18 Mayıs 2024 tarihinde yayınlanmıştır.
Tarîkata girmek isteyen kişiye evvelâ üç şey gerekir :
1. Tövbe
2. Mîsâk
3. Bî'at
Kur`ân'da bunların üçüne de işâret vardır. Sırasıyla beyân edelim.- Tövbe, kişinin işlediği bütün günâhlarına pişmân olması ve bir daha yapmamak üzere azm etmesidir. "يَٓا اَيُّهَا الَّذ۪ينَ اٰمَنُوا تُوبُٓوا اِلَى اللّٰهِ تَوْبَةً نَصُوحاًۜ yâ eyyühellezîne âmenû tûbû ilallâhi tevbeten nasûhâ" âyet-i celîlesi bunu beyân eder. Tövbe olmadan yola çıkılmaz. Nitekim Hakk Teâlâ Sûre-i Tevbe'de "اَلتَّٓائِبُونَ الْعَابِدُونَ الْحَامِدُونَ السَّٓائِحُونَ الرَّاكِعُونَ السَّاجِدُونَ الْاٰمِرُونَ بِالْمَعْرُوفِ وَالنَّاهُونَ عَنِ الْمُنْكَرِ وَالْحَافِظُونَ لِحُدُودِ اللّٰهِۜ وَبَشِّرِ الْمُؤْمِن۪ينَ" buyurmuşdur. Dikkat edilirse en başda tövbe vardır, ibâdetler ve diğer hayırlar tövbeden sonra gelir. Buda bize gösteriyor ki, işin başı tövbedir. Bu da "Tövbe Yâ Rabbi" diyerek yarım ağızla yapılan bir tövbe değil, tam manâsıyla azm u cezm u kasd etmekle olur. Yani katî olarak karar verecek kişi, geçmişde işlediği günahlara dönmeyeceğine söz verecek.

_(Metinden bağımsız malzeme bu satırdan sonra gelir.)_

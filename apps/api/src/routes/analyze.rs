//! POST /v1/analyze-cv — upload a PDF CV, receive the full analysis.
//!
//! The handler runs strictly sequentially within one request: auth →
//! admission → multipart validation → extraction → agent call (under retry
//! and a wall-clock deadline) → response pipeline.

use std::time::Instant;

use axum::{
    extract::{Multipart, State},
    http::HeaderMap,
    Json,
};
use bytes::Bytes;
use tracing::{debug, error, info, warn};
use uuid::Uuid;

use crate::agent::retry::{run_with_retry, with_deadline, RetryError};
use crate::analysis::{self, prompts};
use crate::auth;
use crate::config::Config;
use crate::errors::AppError;
use crate::extraction::{self, confidence, language};
use crate::models::response::CvAnalysis;
use crate::state::AppState;

const ALLOWED_CONTENT_TYPE: &str = "application/pdf";

/// Parsed multipart form for an analysis request.
struct Upload {
    file: Bytes,
    content_type: Option<String>,
    role_target: Option<String>,
    language: String,
}

pub async fn analyze_cv_handler(
    State(state): State<AppState>,
    headers: HeaderMap,
    multipart: Multipart,
) -> Result<Json<CvAnalysis>, AppError> {
    let request_id = Uuid::new_v4();
    let started = Instant::now();

    // Auth before touching the payload
    auth::validate_api_key(&headers, &state.config)?;

    // Admission: reject immediately when full, never queue
    let _permit = state.admission.clone().try_acquire_owned().map_err(|_| {
        warn!(
            %request_id,
            limit = state.config.concurrent_requests_limit,
            "concurrency limit reached"
        );
        AppError::CapacityExhausted {
            limit: state.config.concurrent_requests_limit,
        }
    })?;

    let upload = read_upload(multipart).await?;
    validate_upload(&upload, &state.config)?;

    info!(
        %request_id,
        file_size_bytes = upload.file.len(),
        role_target = ?upload.role_target,
        language = %upload.language,
        "cv analysis request received"
    );

    let content = extraction::extract(&upload.file).map_err(|e| {
        warn!(%request_id, error = %e, "pdf extraction failed");
        AppError::from(e)
    })?;
    let parsing_confidence = confidence::estimate(&content.text, content.page_count);
    let cv_language = language::detect(&content.text);
    debug!(
        %request_id,
        parsing_confidence,
        cv_language,
        page_count = content.page_count,
        tables = content.tables.len(),
        urls = content.urls.len(),
        pdf_metadata = ?content.metadata,
        "cv text extracted"
    );

    let prompt = prompts::build(&content.text, upload.role_target.as_deref(), &upload.language);
    let policy = state.config.retry_policy();
    let deadline = state.config.analysis_timeout();
    let agent = state.agent.clone();

    let orchestrated = run_with_retry(&policy, || {
        let agent = agent.clone();
        let prompt = prompt.clone();
        async move { agent.analyze(&prompt).await }
    });

    let raw_text = match with_deadline(deadline, orchestrated).await {
        Ok(Ok(text)) => text,
        Ok(Err(RetryError::Exhausted { attempts, last })) => {
            error!(%request_id, attempts, error = %last, "agent retries exhausted");
            return Err(AppError::UpstreamUnavailable(last.to_string()));
        }
        Ok(Err(RetryError::Fatal(err))) => {
            error!(%request_id, error = %err, "non-retryable agent failure");
            return Err(AppError::UpstreamUnavailable(err.to_string()));
        }
        Err(_) => {
            error!(
                %request_id,
                elapsed_ms = started.elapsed().as_millis() as u64,
                timeout_seconds = deadline.as_secs(),
                "analysis deadline exceeded"
            );
            return Err(AppError::AnalysisTimeout {
                timeout_seconds: deadline.as_secs(),
            });
        }
    };

    let mut result = analysis::parse_agent_response(&raw_text, parsing_confidence, cv_language)
        .map_err(|e| {
            warn!(%request_id, error = %e, "malformed agent response");
            AppError::from(e)
        })?;

    result.analysis_metadata.processing_duration_ms = started.elapsed().as_millis() as u64;

    info!(
        %request_id,
        processing_duration_ms = result.analysis_metadata.processing_duration_ms,
        total_score = result.candidate_summary.total_score,
        detected_role = %result.candidate_summary.detected_role,
        "cv analysis complete"
    );

    Ok(Json(result))
}

async fn read_upload(mut multipart: Multipart) -> Result<Upload, AppError> {
    let mut file: Option<Bytes> = None;
    let mut content_type: Option<String> = None;
    let mut role_target: Option<String> = None;
    let mut language = "es".to_string();

    while let Some(field) = multipart
        .next_field()
        .await
        .map_err(|e| AppError::Validation(format!("invalid multipart body: {e}")))?
    {
        let name = field.name().map(str::to_string);
        match name.as_deref() {
            Some("file") => {
                content_type = field.content_type().map(str::to_string);
                file = Some(
                    field
                        .bytes()
                        .await
                        .map_err(|e| AppError::Validation(format!("failed to read file: {e}")))?,
                );
            }
            Some("role_target") => {
                role_target = Some(field.text().await.map_err(|e| {
                    AppError::Validation(format!("failed to read role_target: {e}"))
                })?);
            }
            Some("language") => {
                language = field.text().await.map_err(|e| {
                    AppError::Validation(format!("failed to read language: {e}"))
                })?;
            }
            _ => {} // unknown fields are ignored
        }
    }

    Ok(Upload {
        file: file
            .ok_or_else(|| AppError::Validation("multipart field 'file' is required".to_string()))?,
        content_type,
        role_target,
        language,
    })
}

fn validate_upload(upload: &Upload, config: &Config) -> Result<(), AppError> {
    match upload.content_type.as_deref() {
        Some(ALLOWED_CONTENT_TYPE) => {}
        other => {
            return Err(AppError::InvalidFileFormat(format!(
                "File must be a PDF (received: {})",
                other.unwrap_or("none")
            )));
        }
    }

    if upload.file.len() > config.max_file_size_bytes() {
        return Err(AppError::FileTooLarge {
            size_bytes: upload.file.len(),
            limit_bytes: config.max_file_size_bytes(),
        });
    }

    if upload.file.is_empty() {
        return Err(AppError::EmptyFile);
    }

    if let Some(role) = upload.role_target.as_deref() {
        validate_role_target(role)?;
    }

    if upload.language != "es" && upload.language != "en" {
        return Err(AppError::Validation(format!(
            "language must be 'es' or 'en' (received: {})",
            upload.language
        )));
    }

    Ok(())
}

/// role_target: 3–100 chars, alphanumeric plus space, hyphen, underscore.
fn validate_role_target(role: &str) -> Result<(), AppError> {
    let len = role.chars().count();
    if !(3..=100).contains(&len) {
        return Err(AppError::Validation(
            "role_target must be between 3 and 100 characters".to_string(),
        ));
    }
    if !role
        .chars()
        .all(|c| c.is_alphanumeric() || c == ' ' || c == '-' || c == '_')
    {
        return Err(AppError::Validation(
            "role_target must contain only alphanumeric characters, spaces, hyphens, and underscores"
                .to_string(),
        ));
    }
    Ok(())
}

- Mîsâk, söz vermek, ahid yapmak demekdir. Burada kasdedilen ahid, Cenâb-ı Hakk'ın emirlerine uymak ve yasaklarından kaçmak husûsunda Allah'a söz vermekdir, buna ahd etmekdir. "وَاِذْ اَخَذَ رَبُّكَ مِنْ بَن۪ٓي اٰدَمَ مِنْ ظُهُورِهِمْ ذُرِّيَّتَهُمْ وَاَشْهَدَهُمْ عَلٰٓى اَنْفُسِهِمْۚ اَلَسْتُ بِرَبِّكُمْۜ قَالُوا بَلٰىۚۛ شَهِدْنَاۚۛ اَنْ تَقُولُوا يَوْمَ الْقِيٰمَةِ اِنَّا كُنَّا عَنْ هٰذَا غَافِل۪ينَۙ ve iz aheze rabbüke min benî âdeme min zuhûrihim zürriyyetehüm ve eşhedehüm al'a enfüsihim, elestü bi rabbiküm, kâlû belâ, şehidnâ, en tekûlû yevmel kıyâmeti innâ künnâ an hâzâ gâfilîn" âyet-i celîlesinde bu ahde işâret vardır. Vaktiyle Allah bütün kullarından böyle bir ahid almışdı, ne var ki dünyâya gelince çoğu bu ahdini unutdu, gaflete düşdü. Tarîkata giren kişi, işte bu ahdi hatırlayarak, ahdine sâdık olmaya söz verecek. Mîsâk, da budur.
İşte ancak bu üç şart bir araya gelirse, kişi tarîkata girmiş olur. Yani seyr u sülûke başlamış, manevî yolculuğa çıkmış olur. Bunlardan birini noksan bırakan kişi seyr u sülûke başlayamaz, tarîkata dâhil olamaz. Bugün en çok gördüğümüz eksik, tövbe ve mîsâk husûsundadır. Bî'at eden çok ama bunların pek çoğu samîmî olarak tövbe etmeden yola giriyor daha doğrusu girdiğini zannediyor. Pek çok kişi mîsâka riâyet etmeden yani Allah'ın emir ve yasaklarına riâyet edeceğine söz vermeden tarîkata giriyor, girdiğini zannediyor. Bu gibi kimselerin tarîkat ehlinden sayılamayacağı âşikârdır.